(: DELIAH'S DELI IS CLOSED FOR THE SEASON... :)

Sunday, January 3, 2010

THE DOOMSDAY VAULT: Ark Of The Lost Crop






















In 1939, world famous archaeologist Dr. Indiana Jones was cornered by circumstances into an excavation deep into Iraq and Turkey leading to the Ark of the Covenant. Within the Ark of the Covenant lies the fountain of youth, the holy grail of power. It was said that; he who posses the power shall lead an invincible army, and thus it was the focus of an absurd fascination by Hitler’s Nazi. Prompting our legendary Dr. Indiana Jones played by the dashing Harrison Ford to the rescue, saving the world from Hitler’s chic mustache and in the process earning George Lucas and Hollywood USD145 million in 1981. That was off-course the Hollywood block-buster epic “Indiana Jones and Raiders of the Lost Ark” I was mumbling about.

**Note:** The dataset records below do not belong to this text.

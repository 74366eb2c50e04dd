//! Persisted dedup state.
//!
//! The state file holds the ids of messages already forwarded, oldest first:
//!
//! ```json
//! {"forwarded": ["1203", "1204"], "updated_at": "2026-01-01T00:00:00Z"}
//! ```
//!
//! The list is capped; the oldest ids are evicted first. Every save rewrites
//! the whole file through a temp file and a rename, so a crash mid-write
//! leaves the previous state intact.

use std::collections::HashSet;
use std::path::{Path, PathBuf};

use chrono::{DateTime, Utc};
use clawtrail_core::error::StateError;
use serde::{Deserialize, Serialize};
use tracing::{debug, warn};

#[derive(Debug, Clone, Default, Serialize, Deserialize)]
struct DedupState {
    #[serde(default)]
    forwarded: Vec<String>,
    #[serde(default, skip_serializing_if = "Option::is_none")]
    updated_at: Option<DateTime<Utc>>,
}

/// Forwarded message ids with FIFO eviction and atomic persistence.
#[derive(Debug)]
pub struct DedupStateStore {
    path: PathBuf,
    capacity: usize,
    state: DedupState,
    index: HashSet<String>,
    persist: bool,
}

impl DedupStateStore {
    /// An empty store that will persist to `path`.
    pub fn empty(path: impl Into<PathBuf>, capacity: usize) -> Self {
        Self {
            path: path.into(),
            capacity: capacity.max(1),
            state: DedupState::default(),
            index: HashSet::new(),
            persist: true,
        }
    }

    /// Keep tracking in memory but turn [`Self::save`] into a no-op.
    /// Used for dry runs, which must not mark anything as forwarded on disk.
    pub fn without_persistence(mut self) -> Self {
        self.persist = false;
        self
    }

    /// Load the store, starting empty when the file is missing.
    pub fn try_load(path: impl Into<PathBuf>, capacity: usize) -> Result<Self, StateError> {
        let path = path.into();
        let mut store = Self::empty(path, capacity);
        if !store.path.exists() {
            return Ok(store);
        }

        let raw = std::fs::read_to_string(&store.path).map_err(|e| StateError::Read {
            path: store.path.clone(),
            reason: e.to_string(),
        })?;
        let mut state: DedupState = serde_json::from_str(&raw).map_err(|e| StateError::Parse {
            path: store.path.clone(),
            reason: e.to_string(),
        })?;

        // Duplicates in a hand-edited file keep their first position.
        let mut seen = HashSet::with_capacity(state.forwarded.len());
        state.forwarded.retain(|id| seen.insert(id.clone()));
        store.state = state;
        store.index = seen;
        store.evict_overflow();
        Ok(store)
    }

    /// Load the store; an unreadable or corrupt file is logged and treated
    /// as empty state.
    pub fn load(path: impl Into<PathBuf>, capacity: usize) -> Self {
        let path = path.into();
        match Self::try_load(&path, capacity) {
            Ok(store) => {
                debug!(path = %path.display(), entries = store.len(), "Dedup state loaded");
                store
            }
            Err(e) => {
                warn!(error = %e, "Starting with empty dedup state");
                Self::empty(path, capacity)
            }
        }
    }

    pub fn path(&self) -> &Path {
        &self.path
    }

    pub fn capacity(&self) -> usize {
        self.capacity
    }

    pub fn len(&self) -> usize {
        self.state.forwarded.len()
    }

    pub fn is_empty(&self) -> bool {
        self.state.forwarded.is_empty()
    }

    pub fn contains(&self, message_id: &str) -> bool {
        self.index.contains(message_id)
    }

    /// When the state was last saved, if ever.
    pub fn updated_at(&self) -> Option<DateTime<Utc>> {
        self.state.updated_at
    }

    /// Forwarded ids, oldest first.
    pub fn ids(&self) -> impl Iterator<Item = &str> {
        self.state.forwarded.iter().map(String::as_str)
    }

    /// Record `message_id` as forwarded. Returns `false` if it already was.
    pub fn mark_forwarded(&mut self, message_id: &str) -> bool {
        if !self.index.insert(message_id.to_string()) {
            return false;
        }
        self.state.forwarded.push(message_id.to_string());
        self.evict_overflow();
        true
    }

    /// Rewrite the state file with the full current state.
    pub fn save(&mut self) -> Result<(), StateError> {
        if !self.persist {
            return Ok(());
        }
        self.state.updated_at = Some(Utc::now());
        let mut payload = serde_json::to_string_pretty(&self.state).map_err(|e| StateError::Write {
            path: self.path.clone(),
            reason: e.to_string(),
        })?;
        payload.push('\n');
        write_atomic(&self.path, &payload).map_err(|e| StateError::Write {
            path: self.path.clone(),
            reason: e.to_string(),
        })
    }

    fn evict_overflow(&mut self) {
        let overflow = self.state.forwarded.len().saturating_sub(self.capacity);
        if overflow == 0 {
            return;
        }
        for id in self.state.forwarded.drain(..overflow) {
            self.index.remove(&id);
        }
        debug!(evicted = overflow, capacity = self.capacity, "Dedup state trimmed");
    }
}

fn write_atomic(path: &Path, content: &str) -> std::io::Result<()> {
    let parent = path
        .parent()
        .filter(|dir| !dir.as_os_str().is_empty())
        .unwrap_or_else(|| Path::new("."));
    std::fs::create_dir_all(parent)?;

    let file_name = path
        .file_name()
        .and_then(|name| name.to_str())
        .unwrap_or("forwarded.json");
    let temp_path = parent.join(format!(".{file_name}.tmp-{}", std::process::id()));
    std::fs::write(&temp_path, content)?;
    std::fs::rename(&temp_path, path)
}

This week I am working on a similar themed paper. But lets go to Hollywood again, except this time we go to the 2012 Doomsday studio section of tinsel town; the new block-buster thriller movie that’s raking in the hundreds of millions for Hollywood. In this movie, we were shown a world that was suddenly facing polarity changes and these changes had affected the earth’s cycle and sequence of normal practices that we have all come to taking for granted. Continents perished when the sea rises far above and beyond the shorelines, cities, civilizations, indestructible military might were all lost instantly to the sea that swallowed everything mankind has come to know, and the world has recycled itself, and replenished itself yet again.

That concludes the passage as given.